//! Local file enumeration.
//!
//! This module provides functionality for listing the photo files of a
//! directory that will be checked against the remote library.
//!
//! # Example
//!
//! ```no_run
//! use armpup::scanner::{Walker, WalkerConfig};
//! use std::path::Path;
//!
//! let walker = Walker::new(Path::new("."), WalkerConfig::default());
//! for file in walker.collect_files().unwrap() {
//!     println!("{}: {} bytes", file.path.display(), file.size);
//! }
//! ```

pub mod walker;

use std::path::PathBuf;
use std::time::SystemTime;

pub use walker::Walker;

/// A local file to reconcile.
#[derive(Debug, Clone, PartialEq, Eq)]
pub struct LocalFile {
    /// Path to the file
    pub path: PathBuf,
    /// File name as shown in the report
    pub name: String,
    /// File size in bytes
    pub size: u64,
    /// Last modification time
    pub modified: SystemTime,
}

impl LocalFile {
    /// Create a new LocalFile, deriving the display name from the path.
    #[must_use]
    pub fn new(path: PathBuf, size: u64, modified: SystemTime) -> Self {
        let name = path
            .file_name()
            .map(|n| n.to_string_lossy().into_owned())
            .unwrap_or_else(|| path.to_string_lossy().into_owned());
        Self {
            path,
            name,
            size,
            modified,
        }
    }
}

/// Configuration for directory walking.
#[derive(Debug, Clone, Copy, Default, PartialEq, Eq)]
pub struct WalkerConfig {
    /// Descend into subdirectories.
    pub recursive: bool,

    /// Skip hidden files and directories (names starting with `.`).
    pub skip_hidden: bool,
}

impl WalkerConfig {
    #[must_use]
    pub fn new(recursive: bool, skip_hidden: bool) -> Self {
        Self {
            recursive,
            skip_hidden,
        }
    }
}

/// Errors that can occur during directory scanning.
#[derive(thiserror::Error, Debug)]
pub enum ScanError {
    /// The specified path was not found.
    #[error("Path not found: {0}")]
    NotFound(PathBuf),

    /// The specified path is not a directory.
    #[error("Not a directory: {0}")]
    NotADirectory(PathBuf),

    /// An I/O error occurred while accessing the root.
    #[error("I/O error for {path}: {source}")]
    Io {
        /// Path where the error occurred
        path: PathBuf,
        /// The underlying I/O error
        #[source]
        source: std::io::Error,
    },
}
//! The remote listing seam.
//!
//! [`MediaSource`] is what the lookup cache queries on a miss. The production
//! implementation is [`GooglePhotosClient`](super::GooglePhotosClient);
//! [`InMemorySource`](super::InMemorySource) serves tests and benchmarks.

use chrono::{DateTime, Duration, FixedOffset};

use super::{LibraryError, MediaItem};
use crate::signal::ShutdownHandler;

/// Hours searched before the target instant.
pub const LOOKBEHIND_HOURS: i64 = 24;

/// Hours searched after the target instant.
pub const LOOKAHEAD_HOURS: i64 = 48;

/// A time-range search against the remote library.
#[derive(Debug, Clone, Copy, PartialEq, Eq)]
pub struct SearchRequest {
    /// Inclusive start of the range
    pub start: DateTime<FixedOffset>,
    /// Inclusive end of the range
    pub end: DateTime<FixedOffset>,
}

impl SearchRequest {
    /// Create a request for an explicit range.
    #[must_use]
    pub fn new(start: DateTime<FixedOffset>, end: DateTime<FixedOffset>) -> Self {
        Self { start, end }
    }

    /// The prefetch window around an instant: one day before to two days
    /// after, keeping the instant's own offset and time of day.
    ///
    /// The window is wider than the target day because the service may
    /// report an item's date in a different zone than the file metadata.
    ///
    /// # Examples
    ///
    /// ```
    /// use armpup::library::SearchRequest;
    /// use chrono::DateTime;
    ///
    /// let t = DateTime::parse_from_rfc3339("2021-06-01T12:00:00Z").unwrap();
    /// let request = SearchRequest::around(&t);
    /// assert_eq!(request.start.to_rfc3339(), "2021-05-31T12:00:00+00:00");
    /// assert_eq!(request.end.to_rfc3339(), "2021-06-03T12:00:00+00:00");
    /// ```
    #[must_use]
    pub fn around(instant: &DateTime<FixedOffset>) -> Self {
        Self {
            start: *instant - Duration::hours(LOOKBEHIND_HOURS),
            end: *instant + Duration::hours(LOOKAHEAD_HOURS),
        }
    }
}

/// Callback invoked with each page of results.
pub type PageVisitor<'a> = dyn FnMut(Vec<MediaItem>) -> Result<(), LibraryError> + 'a;

/// A paged listing of remote media items.
pub trait MediaSource {
    /// Run a range search, handing every page to `visit` in order.
    ///
    /// Implementations must follow all pages before returning `Ok`. An error
    /// from `visit` stops the search and is returned unchanged. `cancel` is
    /// the caller's cancellation context; implementations check it between
    /// pages.
    fn search(
        &self,
        request: &SearchRequest,
        cancel: &ShutdownHandler,
        visit: &mut PageVisitor<'_>,
    ) -> Result<(), LibraryError>;
}

impl<S: MediaSource + ?Sized> MediaSource for &S {
    fn search(
        &self,
        request: &SearchRequest,
        cancel: &ShutdownHandler,
        visit: &mut PageVisitor<'_>,
    ) -> Result<(), LibraryError> {
        (**self).search(request, cancel, visit)
    }
}

impl<S: MediaSource + ?Sized> MediaSource for Box<S> {
    fn search(
        &self,
        request: &SearchRequest,
        cancel: &ShutdownHandler,
        visit: &mut PageVisitor<'_>,
    ) -> Result<(), LibraryError> {
        (**self).search(request, cancel, visit)
    }
}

• _Task goal_: The expected output is every line of the records in which the string "window" appears.

• _Written response_:
    /// The prefetch window around an instant: one day before to two days
    /// The window is wider than the target day because the service may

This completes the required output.